D.  La situation du demandeur

[25]  Comme nous l’avons vu précédemment, en janvier 2018, le demandeur a été mis en état d’arrestation et en détention à la suite de la préparation du rapport prévu au paragraphe 44(1) de la LIPR en lien avec l’allégation de passage de clandestins. Avant cette date, il était en liberté dans la collectivité.

[26]  Le demandeur a d’abord été détenu à Maplehurst. À un certain moment entre le 6 février 2018 et le 21 février 2018 (la date exacte n’a pas été produite en preuve devant moi), le demandeur a été envoyé au CCCE à partir de Maplehurst. Le demandeur est demeuré en détention au CCCE pendant tout le période au cours de laquelle l’appel du ministre était en instance.

[27]  Dans son formulaire Fondement de la demande, le demandeur a déclaré que les seuls langues ou dialectes qu’il parlait étaient le somalien et un peu d’amharique.

[28]  La demande d’asile du demandeur a été préparée avec l’aide d’une avocate et d’un interprète somalien. De plus, l’audience devant la SPR a été tenue avec l’aide d’un interprète somalien. Le demandeur était représenté par la même avocate à l’audience de la SPR.

[29]  Quand on lui a remis une copie de l’avis d’appel du ministre le 6 février 2018, le demandeur a refusé de signer la déclaration de signification.

[30]  Dans un affidavit produit à l’appui de la présente demande de contrôle judiciaire, le demandeur déclare ce qui suit au sujet de l’avis d’appel : [traduction« J’ai refusé de le signer, parce que je ne le comprenais pas et que je voulais qu’un avocat l’étudie ». La déclaration de signification déposée à la SAR contient la mention suivante au‑dessus de la ligne réservée à la signature : [traduction« A refusé de signer – désire qu’un avocat le lise et le signe ». Cette note a de toute évidence été inscrite par Jacqlyn Taylor, une employée de l’ASFC à Maplehurst.

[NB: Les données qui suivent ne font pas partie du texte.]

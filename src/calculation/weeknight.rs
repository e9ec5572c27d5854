//! Weeknight split detection.
//!
//! This module determines how much of a weekday shift falls at or after
//! the configurable weeknight threshold. The split only applies to
//! flat-rate billing of weekday shifts; tiered billing treats weeknight
//! as a separately configured day category and never splits.

use chrono::NaiveTime;
use rust_decimal::Decimal;
use serde::{Deserialize, Serialize};

use crate::calculation::duration::{minutes_since_midnight, shift_minutes};
use crate::models::Shift;

/// The division of a weekday shift's hours at the weeknight threshold.
///
/// Both portions can be zero-sided: a shift ending at or before the
/// threshold is all weekday, and a shift starting at or after it is all
/// weeknight.
///
/// # Example
///
/// ```
/// use billing_engine::calculation::WeeknightSplit;
/// use rust_decimal::Decimal;
///
/// let split = WeeknightSplit {
///     weekday_hours: Decimal::new(20, 1),
///     weeknight_hours: Decimal::new(20, 1),
/// };
/// assert_eq!(split.total_hours(), Decimal::new(40, 1));
/// ```
#[derive(Debug, Clone, Copy, PartialEq, Eq, Serialize, Deserialize)]
pub struct WeeknightSplit {
    /// Hours before the weeknight threshold.
    pub weekday_hours: Decimal,
    /// Hours at or after the weeknight threshold.
    pub weeknight_hours: Decimal,
}

impl WeeknightSplit {
    /// Returns the combined hours of both portions.
    pub fn total_hours(&self) -> Decimal {
        self.weekday_hours + self.weeknight_hours
    }
}

/// Computes the hours of a shift that fall at or after the threshold.
///
/// The shift is laid out on a minute line starting at `start`; an end at
/// or before the start crosses midnight, and the hours past midnight
/// count as after the threshold. The result is clamped to
/// `[0, total hours]`.
///
/// # Examples
///
/// ```
/// use billing_engine::calculation::weeknight_hours_after;
/// use billing_engine::models::parse_clock_time;
/// use rust_decimal::Decimal;
///
/// let threshold = parse_clock_time("19:00").unwrap();
///
/// // 17:00-21:00 has two hours past the threshold
/// let hours = weeknight_hours_after(
///     parse_clock_time("17:00").unwrap(),
///     parse_clock_time("21:00").unwrap(),
///     threshold,
/// );
/// assert_eq!(hours, Decimal::new(20, 1)); // 2.0
/// ```
pub fn weeknight_hours_after(start: NaiveTime, end: NaiveTime, threshold: NaiveTime) -> Decimal {
    let total_minutes = shift_minutes(start, end);

    let start_minutes = minutes_since_midnight(start);
    let end_minutes = start_minutes + total_minutes;
    let threshold_minutes = minutes_since_midnight(threshold);

    // Hours from the later of (shift start, threshold) to the shift end,
    // in extended minutes so the post-midnight tail counts as evening.
    let after_threshold =
        (end_minutes - start_minutes.max(threshold_minutes)).clamp(0, total_minutes);

    Decimal::new(after_threshold, 0) / Decimal::new(60, 0)
}

/// Splits a weekday shift's hours at the weeknight threshold.
///
/// Three outcomes drive downstream billing: all hours before the
/// threshold (whole shift billed as weekday), all hours at or after it
/// (whole shift billed as weeknight), or a genuine split producing two
/// line items that share the shift identity.
///
/// # Arguments
///
/// * `shift` - The shift to split; the caller has already classified its
///   date as a weekday
/// * `threshold` - The weeknight threshold time, e.g. 19:00
///
/// # Returns
///
/// The [`WeeknightSplit`] whose portions sum to the shift's total hours.
///
/// # Examples
///
/// ```
/// use billing_engine::calculation::split_weeknight;
/// use billing_engine::models::{Shift, parse_clock_time};
/// use chrono::NaiveDate;
/// use rust_decimal::Decimal;
///
/// let shift = Shift {
///     id: "shift_001".to_string(),
///     date: NaiveDate::from_ymd_opt(2025, 10, 6).unwrap(),
///     start_time: parse_clock_time("17:00").unwrap(),
///     end_time: parse_clock_time("21:00").unwrap(),
///     shift_type: "standard".to_string(),
///     company_id: "acme".to_string(),
///     user_id: "user_001".to_string(),
/// };
///
/// let split = split_weeknight(&shift, parse_clock_time("19:00").unwrap());
/// assert_eq!(split.weekday_hours, Decimal::new(20, 1));
/// assert_eq!(split.weeknight_hours, Decimal::new(20, 1));
/// ```
pub fn split_weeknight(shift: &Shift, threshold: NaiveTime) -> WeeknightSplit {
    let total_minutes = shift_minutes(shift.start_time, shift.end_time);
    let total_hours = Decimal::new(total_minutes, 0) / Decimal::new(60, 0);

    let weeknight_hours = weeknight_hours_after(shift.start_time, shift.end_time, threshold);

    WeeknightSplit {
        weekday_hours: total_hours - weeknight_hours,
        weeknight_hours,
    }
}

#[cfg(test)]
mod tests {
    use super::*;
    use crate::models::parse_clock_time;
    use chrono::NaiveDate;
    use std::str::FromStr;

    fn dec(s: &str) -> Decimal {
        Decimal::from_str(s).unwrap()
    }

    fn time(s: &str) -> NaiveTime {
        parse_clock_time(s).unwrap()
    }

    fn threshold() -> NaiveTime {
        time("19:00")
    }

    fn make_shift(start: &str, end: &str) -> Shift {
        Shift {
            id: "shift_001".to_string(),
            date: NaiveDate::from_ymd_opt(2025, 10, 6).unwrap(),
            start_time: time(start),
            end_time: time(end),
            shift_type: "standard".to_string(),
            company_id: "acme".to_string(),
            user_id: "user_001".to_string(),
        }
    }

    /// WN-001: shift straddling the threshold splits in two
    #[test]
    fn test_straddling_shift_splits() {
        let split = split_weeknight(&make_shift("17:00", "21:00"), threshold());
        assert_eq!(split.weekday_hours, dec("2.0"));
        assert_eq!(split.weeknight_hours, dec("2.0"));
    }

    /// WN-002: shift entirely before the threshold has no weeknight hours
    #[test]
    fn test_day_shift_has_no_weeknight_hours() {
        let split = split_weeknight(&make_shift("09:00", "17:00"), threshold());
        assert_eq!(split.weekday_hours, dec("8.0"));
        assert_eq!(split.weeknight_hours, Decimal::ZERO);
    }

    /// WN-003: shift starting after the threshold is all weeknight
    #[test]
    fn test_evening_shift_is_all_weeknight() {
        let split = split_weeknight(&make_shift("20:00", "23:00"), threshold());
        assert_eq!(split.weekday_hours, Decimal::ZERO);
        assert_eq!(split.weeknight_hours, dec("3.0"));
    }

    /// WN-004: overnight shift starting after the threshold
    #[test]
    fn test_overnight_shift_is_all_weeknight() {
        let split = split_weeknight(&make_shift("22:00", "06:00"), threshold());
        assert_eq!(split.weekday_hours, Decimal::ZERO);
        assert_eq!(split.weeknight_hours, dec("8.0"));
    }

    /// WN-005: overnight shift starting before the threshold splits,
    /// with the post-midnight tail counting as weeknight
    #[test]
    fn test_overnight_shift_starting_before_threshold() {
        let split = split_weeknight(&make_shift("18:00", "02:00"), threshold());
        assert_eq!(split.weekday_hours, dec("1.0"));
        assert_eq!(split.weeknight_hours, dec("7.0"));
    }

    /// WN-006: ending exactly at the threshold leaves no weeknight hours
    #[test]
    fn test_shift_ending_at_threshold() {
        let split = split_weeknight(&make_shift("15:00", "19:00"), threshold());
        assert_eq!(split.weekday_hours, dec("4.0"));
        assert_eq!(split.weeknight_hours, Decimal::ZERO);
    }

    /// WN-007: starting exactly at the threshold is all weeknight
    #[test]
    fn test_shift_starting_at_threshold() {
        let split = split_weeknight(&make_shift("19:00", "23:00"), threshold());
        assert_eq!(split.weekday_hours, Decimal::ZERO);
        assert_eq!(split.weeknight_hours, dec("4.0"));
    }

    #[test]
    fn test_fractional_split() {
        let split = split_weeknight(&make_shift("18:30", "20:15"), threshold());
        assert_eq!(split.weekday_hours, dec("0.5"));
        assert_eq!(split.weeknight_hours, dec("1.25"));
    }

    #[test]
    fn test_split_preserves_total() {
        for (start, end) in [
            ("09:00", "17:00"),
            ("17:00", "21:00"),
            ("22:00", "06:00"),
            ("18:00", "02:00"),
            ("12:15", "19:45"),
        ] {
            let shift = make_shift(start, end);
            let split = split_weeknight(&shift, threshold());
            assert_eq!(
                split.total_hours(),
                crate::calculation::shift_hours(&shift),
                "split for {start}-{end} must preserve the total"
            );
        }
    }

    #[test]
    fn test_custom_threshold() {
        let split = split_weeknight(&make_shift("17:00", "21:00"), time("18:00"));
        assert_eq!(split.weekday_hours, dec("1.0"));
        assert_eq!(split.weeknight_hours, dec("3.0"));
    }
}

[31]  Après avoir reçu l’avis d’appel, le demandeur a pris contact avec l’avocate qui l’avait représenté devant la SPR. Celle‑ci lui a dit qu’elle était trop occupée pour lui venir en aide.

[32]  Le 3 février 2018, le demandeur a signé un avis de désignation de représentant en faveur d’un consultant en immigration pour les besoins d’un contrôle de la détention prévu le 23 février 2018. Mais il n’est pas contesté que le demandeur n’a pas retenu les services d’un conseil dans le but de répondre à l’appel du ministre avant que la SAR rende sa décision. Le demandeur explique dans son affidavit que sa première avocate était l’unique avocate spécialiste en immigration qu’il connaissait à ce moment‑là et qu’il [traduction« éprouvait de grandes difficultés à faire des démarches et à trouver des avocats », étant donné qu’il était dorénavant sous garde.

[33]  Dans son affidavit, le demandeur déclare qu’il a des compétences [traduction« limitées » en anglais, et qu’il ne peut pas comprendre des documents juridiques.

[34]  Le demandeur ajoute ce qui suit en ce qui concerne les documents déposés par le ministre en appel devant la SAR :

[traduction]

On m’a remis une grosse liasse de matériel de l’immigration qui était composée de documents et d’arguments juridiques, tous écrits en anglais. J’ai fait de mon mieux pour lire les documents, mais je n’ai pas pu les comprendre adéquatement. Je n’ai pas compris ce qui était dit à propos de moi. Je ne savais pas ce que je pouvais faire de la prison. Je ne connaissais aucun autre avocat que j’aurais pu appeler. J’étais pris au dépourvu. Maintenant que j’ai retenu les services d’un avocat, celui‑ci m’a aidé à comprendre la preuve contre moi. Avant d’embaucher un avocat, je ne comprenais pas le processus judiciaire auquel j’étais mêlé.

E.  La décision de la SAR

[35]  Le 27 mars 2018 – c’est‑à‑dire dix‑neuf jours après que la réponse du demandeur à l’appel du ministre devait être déposée – la SAR a fait droit à l’appel, elle a annulé la décision de la SPR et elle a renvoyé l’affaire à la SPR pour nouvelle décision.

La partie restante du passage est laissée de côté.